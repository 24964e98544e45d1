//! Locator expressions - a CSS selector plus an optional text filter.
//!
//! ```text
//! nav a:text-is("Discussion")     exact (normalized, case-insensitive) label
//! *:has-text("Disc")              label contains
//! a[href*="discussion"]           plain CSS
//! ```

use std::fmt;

/// Text filter applied to the last compound selector.
#[derive(Debug, Clone, PartialEq, Eq)]
pub enum TextMatch {
    /// `:text-is("...")`
    Exact(String),
    /// `:has-text("...")`
    Contains(String),
}

impl TextMatch {
    /// Mode name handed to the in-page resolver.
    pub fn mode(&self) -> &'static str {
        match self {
            TextMatch::Exact(_) => "exact",
            TextMatch::Contains(_) => "contains",
        }
    }

    pub fn value(&self) -> &str {
        match self {
            TextMatch::Exact(v) | TextMatch::Contains(v) => v,
        }
    }
}

/// A parsed locator expression.
#[derive(Debug, Clone, PartialEq, Eq)]
pub struct Query {
    pub css: String,
    pub text: Option<TextMatch>,
}

const EXACT: &str = ":text-is(";
const CONTAINS: &str = ":has-text(";

impl Query {
    /// Plain CSS selector, no text filter.
    pub fn css(css: impl Into<String>) -> Self {
        Self {
            css: css.into(),
            text: None,
        }
    }

    pub fn text_is(css: impl Into<String>, text: impl Into<String>) -> Self {
        Self {
            css: css.into(),
            text: Some(TextMatch::Exact(text.into())),
        }
    }

    pub fn has_text(css: impl Into<String>, text: impl Into<String>) -> Self {
        Self {
            css: css.into(),
            text: Some(TextMatch::Contains(text.into())),
        }
    }

    /// Parse an expression. Anything without a trailing text pseudo-class is plain CSS.
    pub fn parse(expr: &str) -> Self {
        let expr = expr.trim();
        for marker in [EXACT, CONTAINS] {
            let Some(idx) = expr.rfind(marker) else {
                continue;
            };
            let Some(inner) = expr[idx + marker.len()..].strip_suffix(')') else {
                continue;
            };
            let Some(value) = unquote(inner) else {
                continue;
            };
            let css = match expr[..idx].trim() {
                "" => "*".to_string(),
                css => css.to_string(),
            };
            let text = if marker == EXACT {
                TextMatch::Exact(value)
            } else {
                TextMatch::Contains(value)
            };
            return Self {
                css,
                text: Some(text),
            };
        }
        Self::css(expr)
    }
}

impl fmt::Display for Query {
    fn fmt(&self, f: &mut fmt::Formatter<'_>) -> fmt::Result {
        f.write_str(&self.css)?;
        match &self.text {
            Some(TextMatch::Exact(v)) => write!(f, "{}{})", EXACT, quote(v)),
            Some(TextMatch::Contains(v)) => write!(f, "{}{})", CONTAINS, quote(v)),
            None => Ok(()),
        }
    }
}

/// Double-quote a value for use in a CSS attribute selector or text filter.
pub fn quote(value: &str) -> String {
    let mut out = String::with_capacity(value.len() + 2);
    out.push('"');
    for c in value.chars() {
        if c == '"' || c == '\\' {
            out.push('\\');
        }
        out.push(c);
    }
    out.push('"');
    out
}

fn unquote(s: &str) -> Option<String> {
    let inner = s.strip_prefix('"')?.strip_suffix('"')?;
    let mut out = String::with_capacity(inner.len());
    let mut chars = inner.chars();
    while let Some(c) = chars.next() {
        match c {
            '\\' => out.push(chars.next()?),
            '"' => return None,
            c => out.push(c),
        }
    }
    Some(out)
}

#[cfg(test)]
mod tests {
    use super::*;

    #[test]
    fn parse_plain_css() {
        let q = Query::parse("a[href*=\"discussion\"]");
        assert_eq!(q.css, "a[href*=\"discussion\"]");
        assert!(q.text.is_none());
    }

    #[test]
    fn parse_exact_and_contains() {
        let q = Query::parse("nav a:text-is(\"Discussion\")");
        assert_eq!(q.css, "nav a");
        assert_eq!(q.text, Some(TextMatch::Exact("Discussion".into())));

        let q = Query::parse("*:has-text(\"Disc\")");
        assert_eq!(q.css, "*");
        assert_eq!(q.text, Some(TextMatch::Contains("Disc".into())));
    }

    #[test]
    fn bare_pseudo_class_targets_any_element() {
        let q = Query::parse(":has-text(\"Sign in\")");
        assert_eq!(q.css, "*");
        assert_eq!(q.text.as_ref().map(TextMatch::value), Some("Sign in"));
    }

    #[test]
    fn display_escapes_quotes() {
        let q = Query::has_text("button", "Say \"hi\"");
        let rendered = q.to_string();
        assert_eq!(rendered, r#"button:has-text("Say \"hi\"")"#);
        assert_eq!(Query::parse(&rendered), q);
    }

    #[test]
    fn malformed_filter_falls_back_to_css() {
        let q = Query::parse("button:has-text(Submit)");
        assert_eq!(q.css, "button:has-text(Submit)");
        assert!(q.text.is_none());
    }

    #[test]
    fn text_match_mode() {
        assert_eq!(TextMatch::Exact("x".into()).mode(), "exact");
        assert_eq!(TextMatch::Contains("x".into()).mode(), "contains");
    }
}
//! Page observation: the snapshot handed to the decision service, and the
//! content extraction that ends a session.

use crate::action::ExtractParams;
use crate::config::SessionConfig;
use crate::page::PageHandle;
use crate::{truncate, with_timeout, Result};
use serde::{Deserialize, Serialize};
use serde_json::{json, Map, Value};
use tracing::{debug, error, info};

const OBSERVE_TIMEOUT_MS: u64 = 10_000;
const NODE_VALUE_CHARS: usize = 100;
const FINAL_PREVIEW_CHARS: usize = 1000;
const TREE_KEYS: &[&str] = &[
    "role",
    "name",
    "value",
    "description",
    "keyshortcuts",
    "roledescription",
];

const METRICS_JS: &str = r#"(() => ({
    clickable_elements: document.querySelectorAll('a, button, [role="button"], [role="tab"]').length,
    form_elements: document.querySelectorAll('input, textarea, select').length,
    navigation_elements: document.querySelectorAll('nav, [role="navigation"]').length,
    has_tabs: document.querySelectorAll('[role="tab"]').length > 0,
    viewport_height: window.innerHeight,
    scroll_position: window.pageYOffset,
    total_height: document.body ? document.body.scrollHeight : 0,
}))()"#;

const LINKS_JS: &str = r#"Array.from(document.querySelectorAll('a[href]'))
    .map(a => ({ text: a.textContent.trim(), href: a.href }))
    .filter(l => l.text && l.href)"#;

const STRUCTURED_JS: &str = r#"(() => {
    const text = el => el.textContent.trim();
    const data = { lists: [], tables: [], headings: [], navigation_elements: [] };
    document.querySelectorAll('ul, ol').forEach(list => {
        const items = Array.from(list.querySelectorAll('li')).map(text);
        if (items.length) data.lists.push(items);
    });
    document.querySelectorAll('table').forEach(table => {
        const rows = Array.from(table.querySelectorAll('tr'))
            .map(row => Array.from(row.querySelectorAll('td, th')).map(text));
        if (rows.length) data.tables.push(rows);
    });
    document.querySelectorAll('h1, h2, h3, h4, h5, h6').forEach(h => {
        data.headings.push({ level: h.tagName, text: text(h) });
    });
    document.querySelectorAll('nav a, [role="navigation"] a').forEach(a => {
        data.navigation_elements.push({ text: text(a), href: a.href });
    });
    return data;
})()"#;

/// Interactivity counts and scroll geometry.
#[derive(Debug, Clone, Default, PartialEq, Serialize, Deserialize)]
#[serde(default)]
pub struct PageMetrics {
    pub clickable_elements: u64,
    pub form_elements: u64,
    pub navigation_elements: u64,
    pub has_tabs: bool,
    pub viewport_height: f64,
    pub scroll_position: f64,
    pub total_height: f64,
}

/// What the decision service sees of a page.
#[derive(Debug, Clone, Default, PartialEq, Serialize)]
pub struct PageSnapshot {
    pub url: String,
    pub title: String,
    /// Bounded structural tree.
    pub tree: Value,
    pub content_summary: String,
    pub metrics: PageMetrics,
}

impl PageSnapshot {
    /// Capture a snapshot. Parts that fail are left empty.
    pub async fn capture(page: &dyn PageHandle, config: &SessionConfig) -> Self {
        let depth = config.snapshot_depth;
        let children = config.snapshot_children;

        let tree = match bounded(page.capture_structural_snapshot(depth, children)).await {
            Ok(raw) => simplify_tree(&raw, depth, children),
            Err(e) => {
                debug!("structural snapshot failed: {}", e);
                json!({})
            }
        };
        let url = bounded(page.url()).await.unwrap_or_default();
        let title = bounded(page.title()).await.unwrap_or_default();
        let content_summary = match bounded(page.text_content()).await {
            Ok(text) => summarize(&text, config.summary_chars),
            Err(e) => {
                debug!("content summary failed: {}", e);
                "Could not extract page content".to_string()
            }
        };
        let metrics = match bounded(page.evaluate(METRICS_JS)).await {
            Ok(v) => serde_json::from_value(v).unwrap_or_default(),
            Err(e) => {
                debug!("page metrics failed: {}", e);
                PageMetrics::default()
            }
        };

        debug!("snapshot: {} ({:?})", title, metrics);
        Self {
            url,
            title,
            tree,
            content_summary,
            metrics,
        }
    }
}

/// Cut a structural tree to `max_depth` levels and `max_children` per node.
///
/// Nodes at the depth limit become `{"truncated": true}`; property values are
/// stringified and cut to 100 chars; empty nodes are dropped.
pub fn simplify_tree(tree: &Value, max_depth: usize, max_children: usize) -> Value {
    simplify_node(tree, max_depth, max_children, 0).unwrap_or_else(|| json!({}))
}

fn simplify_node(node: &Value, max_depth: usize, max_children: usize, depth: usize) -> Option<Value> {
    if depth >= max_depth {
        return Some(json!({ "truncated": true }));
    }
    let obj = node.as_object()?;
    let mut out = Map::new();
    for key in TREE_KEYS {
        let text = match obj.get(*key) {
            None | Some(Value::Null) => continue,
            Some(Value::String(s)) => s.clone(),
            Some(other) => other.to_string(),
        };
        out.insert(key.to_string(), Value::String(truncate(&text, NODE_VALUE_CHARS).to_string()));
    }
    if let Some(kids) = obj.get("children").and_then(Value::as_array) {
        if !kids.is_empty() {
            let kids: Vec<Value> = kids
                .iter()
                .take(max_children)
                .filter_map(|c| simplify_node(c, max_depth, max_children, depth + 1))
                .collect();
            out.insert("children".into(), Value::Array(kids));
        }
    }
    (!out.is_empty()).then_some(Value::Object(out))
}

fn summarize(text: &str, max: usize) -> String {
    let cut = truncate(text, max);
    if cut.len() < text.len() {
        format!("{}...", cut)
    } else {
        text.to_string()
    }
}

async fn bounded<T, F>(fut: F) -> Result<T>
where
    F: std::future::Future<Output = Result<T>>,
{
    with_timeout(OBSERVE_TIMEOUT_MS, "observe", fut).await
}

/// Content requested by an Extract decision. Failure yields `extraction_error`.
pub async fn extract_content(page: &dyn PageHandle, params: &ExtractParams) -> Map<String, Value> {
    match try_extract(page, params).await {
        Ok(extracted) => {
            info!("extraction completed: {} content items", extracted.len());
            extracted
        }
        Err(e) => {
            error!("content extraction failed: {}", e);
            let mut m = Map::new();
            m.insert("extraction_error".into(), Value::String(e.to_string()));
            m
        }
    }
}

async fn try_extract(page: &dyn PageHandle, params: &ExtractParams) -> Result<Map<String, Value>> {
    let mut out = Map::new();
    if params.extract_title {
        out.insert("title".into(), Value::String(bounded(page.title()).await?));
    }
    if params.extract_text {
        out.insert("text_content".into(), Value::String(bounded(page.text_content()).await?));
    }
    if params.extract_links {
        out.insert("links".into(), bounded(page.evaluate(LINKS_JS)).await?);
    }
    for (name, selector) in &params.selectors {
        match page.locate(selector, 0).await {
            Ok(Some(el)) => match bounded(el.text_content()).await {
                Ok(text) => {
                    out.insert(name.clone(), Value::String(text));
                }
                Err(e) => debug!("could not extract {} with {}: {}", name, selector, e),
            },
            Ok(None) => debug!("no element for {}: {}", name, selector),
            Err(e) => debug!("could not extract {} with {}: {}", name, selector, e),
        }
    }
    out.insert(
        "extraction_metadata".into(),
        json!({
            "url": bounded(page.url()).await?,
            "timestamp": chrono::Utc::now().to_rfc3339(),
            "extraction_method": "llm_guided",
        }),
    );
    Ok(out)
}

/// Best-effort summary of the page a session ended on.
/// Failure yields `final_extraction_error`.
pub async fn final_content(page: &dyn PageHandle) -> Map<String, Value> {
    match try_final(page).await {
        Ok(m) => m,
        Err(e) => {
            error!("final content extraction failed: {}", e);
            let mut m = Map::new();
            m.insert("final_extraction_error".into(), Value::String(e.to_string()));
            m
        }
    }
}

async fn try_final(page: &dyn PageHandle) -> Result<Map<String, Value>> {
    let mut out = Map::new();
    out.insert("final_title".into(), Value::String(bounded(page.title()).await?));
    out.insert("final_url".into(), Value::String(bounded(page.url()).await?));
    let text = bounded(page.text_content()).await?;
    out.insert(
        "final_text_preview".into(),
        Value::String(truncate(&text, FINAL_PREVIEW_CHARS).to_string()),
    );

    match bounded(page.evaluate(STRUCTURED_JS)).await {
        Ok(data) => {
            let count = |k: &str| data.get(k).and_then(Value::as_array).map_or(0, Vec::len);
            info!(
                "final extraction: {} lists, {} tables, {} headings",
                count("lists"),
                count("tables"),
                count("headings")
            );
            out.insert("structured_data".into(), data);
        }
        Err(e) => debug!("structured data scan failed: {}", e),
    }
    Ok(out)
}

* **Exercise aim**
Please return each line of the data above in which the word "next" occurs.

* **Result for this task**
    while let Some(c) = chars.next() {
            '\\' => out.push(chars.next()?),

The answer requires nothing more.